Institute for Lifecourse & Society
The Institute for Lifecourse and Society (ILAS) is a designated research institute for the applied social sciences. The Institute supports applied research that informs policy development and practise to make a positive difference to people's lives. ILAS brings together existing work in relation to targeted populations, such as older persons, children, families, and persons with disabilities into one domain of research, teaching and policy. The core function of the Institute is the pursuit of interdisciplinary research in the social sciences by creatively integrating the rich and diverse intellectual resources from within the University and beyond.
Research at the Institute for Lifecourse and Society
The research team at the UNESCO Child and Family Research Centre provides Research, evaluation and technical support to TUSLA's Development and Mainstreaming Programme for Prevention, Partnership and Family Support (PPFS).

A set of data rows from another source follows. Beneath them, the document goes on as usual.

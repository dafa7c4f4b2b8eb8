use super::atom::Atom;
use super::bond::{Bond, BondOrder};
use super::chain::Chain;
use super::ids::{AtomId, ChainId, ResidueId};
use super::residue::Residue;
use slotmap::{SecondaryMap, SlotMap};
use std::collections::HashMap;

/// Represents a complete molecular structure with atoms, residues, chains, and bonds.
///
/// This is the in-memory form of an input structure during system preparation.
/// It keeps chains in file order and residues/atoms in insertion order, so a
/// structure written back out preserves the layout of the one read in.
#[derive(Debug, Clone, Default)]
pub struct MolecularSystem {
    /// Primary storage for atoms.
    atoms: SlotMap<AtomId, Atom>,
    /// Primary storage for residues.
    residues: SlotMap<ResidueId, Residue>,
    /// Primary storage for chains.
    chains: SlotMap<ChainId, Chain>,
    /// Chains in the order they were first encountered.
    chain_order: Vec<ChainId>,
    /// List of all bonds in the system.
    bonds: Vec<Bond>,
    /// Lookup map for finding residues by chain, residue number and name.
    residue_id_map: HashMap<(ChainId, isize, String), ResidueId>,
    /// Lookup map for finding chains by their single-character identifier.
    chain_id_map: HashMap<char, ChainId>,
    /// Cached adjacency list for bond connectivity, indexed by atom ID.
    bond_adjacency: SecondaryMap<AtomId, Vec<AtomId>>,
}

impl MolecularSystem {
    /// Creates a new, empty molecular system.
    pub fn new() -> Self {
        Self::default()
    }

    pub fn atom(&self, id: AtomId) -> Option<&Atom> {
        self.atoms.get(id)
    }

    pub fn residue(&self, id: ResidueId) -> Option<&Residue> {
        self.residues.get(id)
    }

    pub fn bonds(&self) -> &[Bond] {
        &self.bonds
    }

    pub fn atom_count(&self) -> usize {
        self.atoms.len()
    }

    pub fn residue_count(&self) -> usize {
        self.residues.len()
    }

    pub fn find_residue(&self, chain_id: ChainId, number: isize, name: &str) -> Option<ResidueId> {
        self.residue_id_map
            .get(&(chain_id, number, name.to_string()))
            .copied()
    }

    /// Returns the chains in file order.
    pub fn chains_in_order(&self) -> impl Iterator<Item = (ChainId, &Chain)> {
        self.chain_order
            .iter()
            .filter_map(move |&id| self.chains.get(id).map(|chain| (id, chain)))
    }

    /// Returns every residue, chain by chain, in file order.
    pub fn residues_in_order(&self) -> impl Iterator<Item = (ResidueId, &Residue)> {
        self.chains_in_order().flat_map(move |(_, chain)| {
            chain
                .residues()
                .iter()
                .filter_map(move |&id| self.residues.get(id).map(|residue| (id, residue)))
        })
    }

    /// Returns every atom, residue by residue, in file order.
    pub fn atoms_in_order(&self) -> impl Iterator<Item = (AtomId, &Atom)> {
        self.residues_in_order().flat_map(move |(_, residue)| {
            residue
                .atoms()
                .iter()
                .filter_map(move |&id| self.atoms.get(id).map(|atom| (id, atom)))
        })
    }

    /// Adds a new chain to the system or returns the existing one.
    ///
    /// This method is idempotent; if a chain with the given ID already exists,
    /// it returns the existing chain ID without creating a duplicate.
    pub fn add_chain(&mut self, id: char) -> ChainId {
        if let Some(&existing) = self.chain_id_map.get(&id) {
            return existing;
        }
        let chain_id = self.chains.insert(Chain::new(id));
        self.chain_id_map.insert(id, chain_id);
        self.chain_order.push(chain_id);
        chain_id
    }

    /// Adds a new residue to a chain or returns the existing one.
    ///
    /// # Return
    ///
    /// Returns `None` if the chain doesn't exist.
    pub fn add_residue(
        &mut self,
        chain_id: ChainId,
        number: isize,
        name: &str,
        hetero: bool,
    ) -> Option<ResidueId> {
        let chain = self.chains.get_mut(chain_id)?;
        let key = (chain_id, number, name.to_string());

        let residue_id = *self.residue_id_map.entry(key).or_insert_with(|| {
            let residue = Residue::new(number, name, chain_id, hetero);
            self.residues.insert(residue)
        });

        if !chain.residues.contains(&residue_id) {
            chain.residues.push(residue_id);
        }

        Some(residue_id)
    }

    /// Adds an atom to a specific residue.
    ///
    /// # Return
    ///
    /// Returns `None` if the residue doesn't exist.
    pub fn add_atom_to_residue(&mut self, residue_id: ResidueId, atom: Atom) -> Option<AtomId> {
        if !self.residues.contains_key(residue_id) {
            return None;
        }

        let atom_id = self.atoms.insert(Atom { residue_id, ..atom });
        self.bond_adjacency.insert(atom_id, Vec::new());
        self.residues.get_mut(residue_id)?.push_atom(atom_id);

        Some(atom_id)
    }

    /// Adds a bond between two atoms. Adding an existing bond is a no-op.
    ///
    /// # Return
    ///
    /// Returns `None` if either atom doesn't exist or the atoms are identical.
    pub fn add_bond(&mut self, atom1_id: AtomId, atom2_id: AtomId, order: BondOrder) -> Option<()> {
        if atom1_id == atom2_id
            || !self.atoms.contains_key(atom1_id)
            || !self.atoms.contains_key(atom2_id)
        {
            return None;
        }

        if let Some(neighbors) = self.bond_adjacency.get(atom1_id) {
            if neighbors.contains(&atom2_id) {
                return Some(());
            }
        }

        self.bonds.push(Bond::new(atom1_id, atom2_id, order));
        self.bond_adjacency[atom1_id].push(atom2_id);
        self.bond_adjacency[atom2_id].push(atom1_id);
        Some(())
    }

    /// Removes an atom together with its bonds and its residue membership.
    fn remove_atom(&mut self, atom_id: AtomId) -> Option<Atom> {
        let atom = self.atoms.remove(atom_id)?;

        if let Some(residue) = self.residues.get_mut(atom.residue_id) {
            residue.detach_atom(atom_id);
        }

        self.bonds.retain(|bond| !bond.contains(atom_id));

        let neighbors = self.bond_adjacency.remove(atom_id).unwrap_or_default();
        for neighbor_id in neighbors {
            if let Some(adjacency) = self.bond_adjacency.get_mut(neighbor_id) {
                adjacency.retain(|&id| id != atom_id);
            }
        }

        Some(atom)
    }

    /// Removes a residue and all of its atoms, returning how many atoms went
    /// with it.
    pub fn remove_residue(&mut self, residue_id: ResidueId) -> Option<usize> {
        let residue = self.residues.remove(residue_id)?;

        for &atom_id in residue.atoms() {
            self.remove_atom(atom_id);
        }
        if let Some(chain) = self.chains.get_mut(residue.chain_id) {
            chain.residues.retain(|&id| id != residue_id);
        }
        self.residue_id_map
            .remove(&(residue.chain_id, residue.number, residue.name));

        Some(residue.atoms.len())
    }

    /// Removes every residue for which `predicate` returns `false`.
    ///
    /// Chains left without residues are dropped as well.
    ///
    /// # Return
    ///
    /// The number of atoms removed.
    pub fn retain_residues<F>(&mut self, mut predicate: F) -> usize
    where
        F: FnMut(&Residue) -> bool,
    {
        let doomed: Vec<ResidueId> = self
            .residues_in_order()
            .filter(|(_, residue)| !predicate(residue))
            .map(|(id, _)| id)
            .collect();

        let mut removed_atoms = 0;
        for residue_id in doomed {
            removed_atoms += self.remove_residue(residue_id).unwrap_or(0);
        }

        let empty_chains: Vec<ChainId> = self
            .chains_in_order()
            .filter(|(_, chain)| chain.residues().is_empty())
            .map(|(id, _)| id)
            .collect();
        for chain_id in empty_chains {
            if let Some(chain) = self.chains.remove(chain_id) {
                self.chain_id_map.remove(&chain.id);
            }
            self.chain_order.retain(|&id| id != chain_id);
        }

        removed_atoms
    }
}

#[cfg(test)]
mod tests {
    use super::*;
    use nalgebra::Point3;

    struct TestRefs {
        chain_a_id: ChainId,
        gly_id: ResidueId,
        gly_n_id: AtomId,
        gly_ca_id: AtomId,
        lig_id: ResidueId,
        lig_c1_id: AtomId,
    }

    fn create_standard_test_system() -> (MolecularSystem, TestRefs) {
        let mut system = MolecularSystem::new();

        let chain_a_id = system.add_chain('A');
        let gly_id = system.add_residue(chain_a_id, 1, "GLY", false).unwrap();
        let gly_n_id = system
            .add_atom_to_residue(gly_id, Atom::new("N", gly_id, Point3::new(0.0, 0.0, 0.0)))
            .unwrap();
        let gly_ca_id = system
            .add_atom_to_residue(gly_id, Atom::new("CA", gly_id, Point3::new(1.4, 0.0, 0.0)))
            .unwrap();
        system
            .add_bond(gly_n_id, gly_ca_id, BondOrder::Single)
            .unwrap();

        let chain_b_id = system.add_chain('B');
        let lig_id = system.add_residue(chain_b_id, 1, "LIG", true).unwrap();
        let lig_c1_id = system
            .add_atom_to_residue(lig_id, Atom::new("C1", lig_id, Point3::new(5.0, 0.0, 0.0)))
            .unwrap();

        let refs = TestRefs {
            chain_a_id,
            gly_id,
            gly_n_id,
            gly_ca_id,
            lig_id,
            lig_c1_id,
        };
        (system, refs)
    }

    #[test]
    fn system_creation_and_access() {
        let (system, refs) = create_standard_test_system();

        assert_eq!(system.atom_count(), 3);
        assert_eq!(system.residue_count(), 2);
        assert_eq!(system.chains_in_order().count(), 2);
        assert_eq!(system.bonds().len(), 1);
        assert!(!system.chains_in_order().any(|(_, chain)| chain.id == 'C'));

        let found_gly = system.find_residue(refs.chain_a_id, 1, "GLY").unwrap();
        assert_eq!(found_gly, refs.gly_id);
        assert_eq!(system.residue(refs.gly_id).unwrap().name, "GLY");
        assert_eq!(system.atom(refs.gly_n_id).unwrap().name, "N");
        assert_eq!(system.atom(refs.lig_c1_id).unwrap().residue_id, refs.lig_id);
    }

    #[test]
    fn iteration_preserves_file_order() {
        let (system, _) = create_standard_test_system();
        let names: Vec<_> = system
            .atoms_in_order()
            .map(|(_, atom)| atom.name.as_str())
            .collect();
        assert_eq!(names, vec!["N", "CA", "C1"]);
    }

    #[test]
    fn atom_removal_updates_bonds_and_residue() {
        let (mut system, refs) = create_standard_test_system();

        let removed = system.remove_atom(refs.gly_n_id).unwrap();
        assert_eq!(removed.name, "N");
        assert!(system.bonds().is_empty());
        assert!(system.bond_adjacency[refs.gly_ca_id].is_empty());
        assert!(!system.bond_adjacency.contains_key(refs.gly_n_id));
        assert_eq!(system.residue(refs.gly_id).unwrap().atoms(), &[refs.gly_ca_id]);
    }

    #[test]
    fn idempotent_add_bond_does_not_create_duplicates() {
        let (mut system, refs) = create_standard_test_system();
        system
            .add_bond(refs.gly_ca_id, refs.gly_n_id, BondOrder::Single)
            .unwrap();
        assert_eq!(system.bonds().len(), 1);
        assert!(
            system
                .add_bond(refs.gly_n_id, refs.gly_n_id, BondOrder::Single)
                .is_none()
        );
    }

    #[test]
    fn retain_residues_drops_residues_and_empty_chains() {
        let (mut system, refs) = create_standard_test_system();

        let removed = system.retain_residues(|residue| residue.name != "LIG");

        assert_eq!(removed, 1);
        assert!(system.residue(refs.lig_id).is_none());
        assert!(system.atom(refs.lig_c1_id).is_none());
        assert!(!system.chain_id_map.contains_key(&'B'));
        assert_eq!(system.chains_in_order().count(), 1);
        assert_eq!(system.atom_count(), 2);
    }
}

TUSLA - the Child and Family Agency began implementing this new and innovative programme of action since 2015, as part of it's National Service Delivery Framework, with support from the Atlantic Philanthropies Ireland through Galway University Foundation.
The study examines five research areas and the overall impact of TUSLA's programme on the service orientation towards prevention and Family Support.
- MEITHEAL and Child and Family Support Network
- Parenting Support and Parental Participation
- Children's Participation
- Public Awareness
A team of nine Hardiman Research Scholars and post doctorate researchers at the UNESCO Child and Family Research centre continues to be funded by this programme to complete this extensive system-wide evaluation of the entire initiative and to provide the specific technical support to TUSLA as it implements this radical programme and to disseminate the results internationally.
Galway University Foundation is the grant holder for the Prevention & Early Intervention Development & Mainstreaming Programme on behalf of The Atlantic Philanthropies.